Collected data entries
== Segment start ==
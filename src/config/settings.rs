use crate::error::{BlockchainError, Result};
use once_cell::sync::Lazy;
use std::collections::HashMap;
use std::env;
use std::path::PathBuf;
use std::sync::{RwLock, RwLockReadGuard, RwLockWriteGuard};

pub static GLOBAL_CONFIG: Lazy<Config> = Lazy::new(Config::new);

static DEFAULT_DATA_DIR: &str = "data";
pub const DEFAULT_MINING_DIFFICULTY: u8 = 16;

const DATA_DIR_KEY: &str = "POWCHAIN_DATA_DIR";
const MINING_DIFFICULTY_KEY: &str = "MINING_DIFFICULTY";
const MINING_WORKERS_KEY: &str = "MINING_WORKERS";
const MINING_MAX_NONCE_KEY: &str = "MINING_MAX_NONCE";

/// Process-wide settings, seeded from the environment
pub struct Config {
    inner: RwLock<HashMap<String, String>>,
}

impl Default for Config {
    fn default() -> Self {
        Self::new()
    }
}

impl Config {
    pub fn new() -> Config {
        let mut map = HashMap::new();
        for key in [
            DATA_DIR_KEY,
            MINING_DIFFICULTY_KEY,
            MINING_WORKERS_KEY,
            MINING_MAX_NONCE_KEY,
        ] {
            if let Ok(value) = env::var(key) {
                map.insert(String::from(key), value);
            }
        }

        Config {
            inner: RwLock::new(map),
        }
    }

    /// Config with no environment overrides
    pub fn empty() -> Config {
        Config {
            inner: RwLock::new(HashMap::new()),
        }
    }

    // Settings are plain strings, a poisoned lock still holds a usable map
    fn read(&self) -> RwLockReadGuard<'_, HashMap<String, String>> {
        self.inner.read().unwrap_or_else(|e| e.into_inner())
    }

    fn write(&self) -> RwLockWriteGuard<'_, HashMap<String, String>> {
        self.inner.write().unwrap_or_else(|e| e.into_inner())
    }

    fn parse<T: std::str::FromStr>(&self, key: &str) -> Result<Option<T>> {
        match self.read().get(key) {
            Some(raw) => raw
                .trim()
                .parse::<T>()
                .map(Some)
                .map_err(|_| BlockchainError::Config(format!("Invalid value for {key}: {raw}"))),
            None => Ok(None),
        }
    }

    pub fn get_data_dir(&self) -> PathBuf {
        self.read()
            .get(DATA_DIR_KEY)
            .map(PathBuf::from)
            .unwrap_or_else(|| PathBuf::from(DEFAULT_DATA_DIR))
    }

    pub fn set_data_dir(&self, dir: String) {
        self.write().insert(String::from(DATA_DIR_KEY), dir);
    }

    /// Difficulty bits for newly mined blocks
    pub fn get_mining_difficulty(&self) -> Result<u8> {
        Ok(self
            .parse::<u8>(MINING_DIFFICULTY_KEY)?
            .unwrap_or(DEFAULT_MINING_DIFFICULTY))
    }

    pub fn set_mining_difficulty(&self, difficulty: u8) {
        self.write()
            .insert(String::from(MINING_DIFFICULTY_KEY), difficulty.to_string());
    }

    /// Number of parallel nonce workers, never zero
    pub fn get_mining_workers(&self) -> Result<usize> {
        match self.parse::<usize>(MINING_WORKERS_KEY)? {
            Some(0) => Err(BlockchainError::Config(format!(
                "{MINING_WORKERS_KEY} must be at least 1"
            ))),
            Some(workers) => Ok(workers),
            None => Ok(std::thread::available_parallelism()
                .map(|n| n.get())
                .unwrap_or(1)),
        }
    }

    pub fn set_mining_workers(&self, workers: usize) {
        self.write()
            .insert(String::from(MINING_WORKERS_KEY), workers.to_string());
    }

    /// Inclusive upper bound of the nonce search
    pub fn get_mining_max_nonce(&self) -> Result<u64> {
        Ok(self
            .parse::<u64>(MINING_MAX_NONCE_KEY)?
            .unwrap_or(u64::MAX))
    }

    pub fn set_mining_max_nonce(&self, max_nonce: u64) {
        self.write()
            .insert(String::from(MINING_MAX_NONCE_KEY), max_nonce.to_string());
    }
}
/// Tip-to-genesis cursor over stored blocks
pub struct BlockchainIterator {
    db: Db,
    current_hash: Vec<u8>,
}

impl BlockchainIterator {
    fn new(tip_hash: Vec<u8>, db: Db) -> BlockchainIterator {
        BlockchainIterator {
            current_hash: tip_hash,
            db,
        }
    }

    fn load(&self) -> Result<Block> {
        let block_tree = Blockchain::open_blocks_tree(&self.db)?;
        let data = block_tree
            .get(&self.current_hash)
            .map_err(|e| BlockchainError::Database(format!("Failed to get block: {e}")))?
            .ok_or_else(|| {
                BlockchainError::Database(format!(
                    "Block {} not found",
                    HEXLOWER.encode(&self.current_hash)
                ))
            })?;
        Block::deserialize(data.as_ref())
    }
}

impl Iterator for BlockchainIterator {
    type Item = Result<Block>;

    fn next(&mut self) -> Option<Self::Item> {
        if self.current_hash.is_empty() {
            return None;
        }
        match self.load() {
            Ok(block) => {
                self.current_hash = block.get_pre_block_hash().to_vec();
                Some(Ok(block))
            }
            Err(e) => {
                // Stop after reporting the failure
                self.current_hash.clear();
                Some(Err(e))
            }
        }
    }
}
== Segment end ==
■ **Directions**: With no alteration of any kind, give the data again in full.

■ **Answer to the exercise**:
filename src/config/settings.rs
use crate::error::{BlockchainError, Result};
use once_cell::sync::Lazy;
use std::collections::HashMap;
use std::env;
use std::path::PathBuf;
use std::sync::{RwLock, RwLockReadGuard, RwLockWriteGuard};

pub static GLOBAL_CONFIG: Lazy<Config> = Lazy::new(Config::new);

static DEFAULT_DATA_DIR: &str = "data";
pub const DEFAULT_MINING_DIFFICULTY: u8 = 16;

const DATA_DIR_KEY: &str = "POWCHAIN_DATA_DIR";
const MINING_DIFFICULTY_KEY: &str = "MINING_DIFFICULTY";
const MINING_WORKERS_KEY: &str = "MINING_WORKERS";
const MINING_MAX_NONCE_KEY: &str = "MINING_MAX_NONCE";

/// Process-wide settings, seeded from the environment
pub struct Config {
    inner: RwLock<HashMap<String, String>>,
}

impl Default for Config {
    fn default() -> Self {
        Self::new()
    }
}

impl Config {
    pub fn new() -> Config {
        let mut map = HashMap::new();
        for key in [
            DATA_DIR_KEY,
            MINING_DIFFICULTY_KEY,
            MINING_WORKERS_KEY,
            MINING_MAX_NONCE_KEY,
        ] {
            if let Ok(value) = env::var(key) {
                map.insert(String::from(key), value);
            }
        }

        Config {
            inner: RwLock::new(map),
        }
    }

    /// Config with no environment overrides
    pub fn empty() -> Config {
        Config {
            inner: RwLock::new(HashMap::new()),
        }
    }

    // Settings are plain strings, a poisoned lock still holds a usable map
    fn read(&self) -> RwLockReadGuard<'_, HashMap<String, String>> {
        self.inner.read().unwrap_or_else(|e| e.into_inner())
    }

    fn write(&self) -> RwLockWriteGuard<'_, HashMap<String, String>> {
        self.inner.write().unwrap_or_else(|e| e.into_inner())
    }

    fn parse<T: std::str::FromStr>(&self, key: &str) -> Result<Option<T>> {
        match self.read().get(key) {
            Some(raw) => raw
                .trim()
                .parse::<T>()
                .map(Some)
                .map_err(|_| BlockchainError::Config(format!("Invalid value for {key}: {raw}"))),
            None => Ok(None),
        }
    }

    pub fn get_data_dir(&self) -> PathBuf {
        self.read()
            .get(DATA_DIR_KEY)
            .map(PathBuf::from)
            .unwrap_or_else(|| PathBuf::from(DEFAULT_DATA_DIR))
    }

    pub fn set_data_dir(&self, dir: String) {
        self.write().insert(String::from(DATA_DIR_KEY), dir);
    }

    /// Difficulty bits for newly mined blocks
    pub fn get_mining_difficulty(&self) -> Result<u8> {
        Ok(self
            .parse::<u8>(MINING_DIFFICULTY_KEY)?
            .unwrap_or(DEFAULT_MINING_DIFFICULTY))
    }

    pub fn set_mining_difficulty(&self, difficulty: u8) {
        self.write()
            .insert(String::from(MINING_DIFFICULTY_KEY), difficulty.to_string());
    }

    /// Number of parallel nonce workers, never zero
    pub fn get_mining_workers(&self) -> Result<usize> {
        match self.parse::<usize>(MINING_WORKERS_KEY)? {
            Some(0) => Err(BlockchainError::Config(format!(
                "{MINING_WORKERS_KEY} must be at least 1"
            ))),
            Some(workers) => Ok(workers),
            None => Ok(std::thread::available_parallelism()
                .map(|n| n.get())
                .unwrap_or(1)),
        }
    }

    pub fn set_mining_workers(&self, workers: usize) {
        self.write()
            .insert(String::from(MINING_WORKERS_KEY), workers.to_string());
    }

    /// Inclusive upper bound of the nonce search
    pub fn get_mining_max_nonce(&self) -> Result<u64> {
        Ok(self
            .parse::<u64>(MINING_MAX_NONCE_KEY)?
            .unwrap_or(u64::MAX))
    }

    pub fn set_mining_max_nonce(&self, max_nonce: u64) {
        self.write()
            .insert(String::from(MINING_MAX_NONCE_KEY), max_nonce.to_string());
    }
}
/// Tip-to-genesis cursor over stored blocks
pub struct BlockchainIterator {
    db: Db,
    current_hash: Vec<u8>,
}

impl BlockchainIterator {
    fn new(tip_hash: Vec<u8>, db: Db) -> BlockchainIterator {
        BlockchainIterator {
            current_hash: tip_hash,
            db,
        }
    }

    fn load(&self) -> Result<Block> {
        let block_tree = Blockchain::open_blocks_tree(&self.db)?;
        let data = block_tree
            .get(&self.current_hash)
            .map_err(|e| BlockchainError::Database(format!("Failed to get block: {e}")))?
            .ok_or_else(|| {
                BlockchainError::Database(format!(
                    "Block {} not found",
                    HEXLOWER.encode(&self.current_hash)
                ))
            })?;
        Block::deserialize(data.as_ref())
    }
}

impl Iterator for BlockchainIterator {
    type Item = Result<Block>;

    fn next(&mut self) -> Option<Self::Item> {
        if self.current_hash.is_empty() {
            return None;
        }
        match self.load() {
            Ok(block) => {
                self.current_hash = block.get_pre_block_hash().to_vec();
                Some(Ok(block))
            }
            Err(e) => {
                // Stop after reporting the failure
                self.current_hash.clear();
                Some(Err(e))
            }
        }
    }
}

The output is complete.